*Your task*:
Nothing in the data may be altered, so output all of it exactly.

*Data supplied*:
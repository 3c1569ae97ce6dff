/// PostgreSQL user repository

use async_trait::async_trait;
use sqlx::PgPool;
use tracing::debug;

use super::{RepositoryError, UserRepository};
use crate::models::user::{CreateUser, User};

const USER_COLUMNS: &str = "id, name, email, password_hash, created_at";

#[derive(Debug, Clone)]
pub struct PgUserRepository {
    pool: PgPool,
}

impl PgUserRepository {
    pub fn new(pool: PgPool) -> Self {
        Self { pool }
    }
}

#[async_trait]
impl UserRepository for PgUserRepository {
    async fn create_user(&self, user: CreateUser) -> Result<User, RepositoryError> {
        const OP: &str = "create_user";

        let created = sqlx::query_as::<_, User>(&format!(
            "INSERT INTO users (name, email, password_hash)
             VALUES ($1, $2, $3)
             RETURNING {USER_COLUMNS}"
        ))
        .bind(&user.name)
        .bind(&user.email)
        .bind(&user.password_hash)
        .fetch_one(&self.pool)
        .await
        .map_err(|e| match e {
            sqlx::Error::Database(ref db_err) if db_err.is_unique_violation() => {
                RepositoryError::DuplicateEmail { op: OP }
            }
            other => RepositoryError::database(OP)(other),
        })?;

        debug!(user_id = created.id, "User created");
        Ok(created)
    }

    async fn email_exists(&self, email: &str) -> Result<bool, RepositoryError> {
        sqlx::query_scalar::<_, bool>("SELECT EXISTS(SELECT 1 FROM users WHERE email = $1)")
            .bind(email)
            .fetch_one(&self.pool)
            .await
            .map_err(RepositoryError::database("email_exists"))
    }

    async fn find_by_email(&self, email: &str) -> Result<Option<User>, RepositoryError> {
        sqlx::query_as::<_, User>(&format!(
            "SELECT {USER_COLUMNS} FROM users WHERE email = $1"
        ))
        .bind(email)
        .fetch_optional(&self.pool)
        .await
        .map_err(RepositoryError::database("find_by_email"))
    }
}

*Problem solution*:
repository 3c1569ae97ce6dff
/// PostgreSQL user repository

use async_trait::async_trait;
use sqlx::PgPool;
use tracing::debug;

use super::{RepositoryError, UserRepository};
use crate::models::user::{CreateUser, User};

const USER_COLUMNS: &str = "id, name, email, password_hash, created_at";

#[derive(Debug, Clone)]
pub struct PgUserRepository {
    pool: PgPool,
}

impl PgUserRepository {
    pub fn new(pool: PgPool) -> Self {
        Self { pool }
    }
}

#[async_trait]
impl UserRepository for PgUserRepository {
    async fn create_user(&self, user: CreateUser) -> Result<User, RepositoryError> {
        const OP: &str = "create_user";

        let created = sqlx::query_as::<_, User>(&format!(
            "INSERT INTO users (name, email, password_hash)
             VALUES ($1, $2, $3)
             RETURNING {USER_COLUMNS}"
        ))
        .bind(&user.name)
        .bind(&user.email)
        .bind(&user.password_hash)
        .fetch_one(&self.pool)
        .await
        .map_err(|e| match e {
            sqlx::Error::Database(ref db_err) if db_err.is_unique_violation() => {
                RepositoryError::DuplicateEmail { op: OP }
            }
            other => RepositoryError::database(OP)(other),
        })?;

        debug!(user_id = created.id, "User created");
        Ok(created)
    }

    async fn email_exists(&self, email: &str) -> Result<bool, RepositoryError> {
        sqlx::query_scalar::<_, bool>("SELECT EXISTS(SELECT 1 FROM users WHERE email = $1)")
            .bind(email)
            .fetch_one(&self.pool)
            .await
            .map_err(RepositoryError::database("email_exists"))
    }

    async fn find_by_email(&self, email: &str) -> Result<Option<User>, RepositoryError> {
        sqlx::query_as::<_, User>(&format!(
            "SELECT {USER_COLUMNS} FROM users WHERE email = $1"
        ))
        .bind(email)
        .fetch_optional(&self.pool)
        .await
        .map_err(RepositoryError::database("find_by_email"))
    }
}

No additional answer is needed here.